_Provided material_:
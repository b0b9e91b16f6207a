use std::time::Duration;

use async_trait::async_trait;
use reqwest::Client;
use scraper::Html;
use tracing::debug;

use super::http::{BROWSER_USER_AGENT, read_body, require_success};
use super::{Record, SourceAdapter, SourceError, SourceId, html};
use crate::query::Query;

const BASE_URL: &str = "https://calltracer.in";
const TIMEOUT: Duration = Duration::from_secs(15);

/// Shown for trace fields the page did not contain.
pub const FIELD_MISSING: &str = "Not available";

/// Labels as they appear on the trace results page (including its spelling).
pub const TRACE_FIELDS: [&str; 18] = [
    "Owner Name",
    "Owner Address",
    "Hometown",
    "Refrence City",
    "Mobile Locations",
    "Tower Locations",
    "Country",
    "Mobile State",
    "SIM card",
    "IMEI number",
    "MAC address",
    "Connection",
    "IP address",
    "Owner Personality",
    "Language",
    "Tracking History",
    "Tracker Id",
    "Complaints",
];

/// Scrapes the public call-trace form for a phone number.
pub struct PhoneTrace {
    http: Client,
    base_url: String,
}

impl PhoneTrace {
    pub fn new(http: Client) -> Self {
        Self {
            http,
            base_url: BASE_URL.to_string(),
        }
    }

    #[cfg(test)]
    pub(crate) fn with_base_url(http: Client, base_url: &str) -> Self {
        Self {
            http,
            base_url: base_url.to_string(),
        }
    }
}

#[async_trait]
impl SourceAdapter for PhoneTrace {
    fn id(&self) -> SourceId {
        SourceId::PhoneTrace
    }

    fn timeout(&self) -> Duration {
        TIMEOUT
    }

    async fn fetch(&self, query: &Query) -> Result<Record, SourceError> {
        let response = self
            .http
            .post(&self.base_url)
            .header("User-Agent", BROWSER_USER_AGENT)
            .form(&[("country", "IN"), ("q", query.normalized.as_str())])
            .timeout(TIMEOUT)
            .send()
            .await?;
        let body = read_body(require_success(response).await?).await?;

        let record = parse_trace_page(&body, &query.raw, &query.normalized);
        debug!(bytes = body.len(), "trace page parsed");
        Ok(record)
    }
}

/// Every field is always present; missing ones degrade to [`FIELD_MISSING`].
fn parse_trace_page(body: &str, input: &str, cleaned: &str) -> Record {
    let doc = Html::parse_document(body);
    let mut record = Record::new()
        .with("Number (Input)", input)
        .with("Number (Cleaned)", cleaned);
    for label in TRACE_FIELDS {
        let value = html::next_cell_after(&doc, label)
            .filter(|v| !v.is_empty())
            .unwrap_or_else(|| FIELD_MISSING.to_string());
        record.push(label, value);
    }
    record
}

_Exercise goal_: A word-for-word restatement of the records above from the line containing "SourceId::PhoneTrace" to their final line is all the answer should hold.

_Answer section_:
        SourceId::PhoneTrace
    }

    fn timeout(&self) -> Duration {
        TIMEOUT
    }

    async fn fetch(&self, query: &Query) -> Result<Record, SourceError> {
        let response = self
            .http
            .post(&self.base_url)
            .header("User-Agent", BROWSER_USER_AGENT)
            .form(&[("country", "IN"), ("q", query.normalized.as_str())])
            .timeout(TIMEOUT)
            .send()
            .await?;
        let body = read_body(require_success(response).await?).await?;

        let record = parse_trace_page(&body, &query.raw, &query.normalized);
        debug!(bytes = body.len(), "trace page parsed");
        Ok(record)
    }
}

/// Every field is always present; missing ones degrade to [`FIELD_MISSING`].
fn parse_trace_page(body: &str, input: &str, cleaned: &str) -> Record {
    let doc = Html::parse_document(body);
    let mut record = Record::new()
        .with("Number (Input)", input)
        .with("Number (Cleaned)", cleaned);
    for label in TRACE_FIELDS {
        let value = html::next_cell_after(&doc, label)
            .filter(|v| !v.is_empty())
            .unwrap_or_else(|| FIELD_MISSING.to_string());
        record.push(label, value);
    }
    record
}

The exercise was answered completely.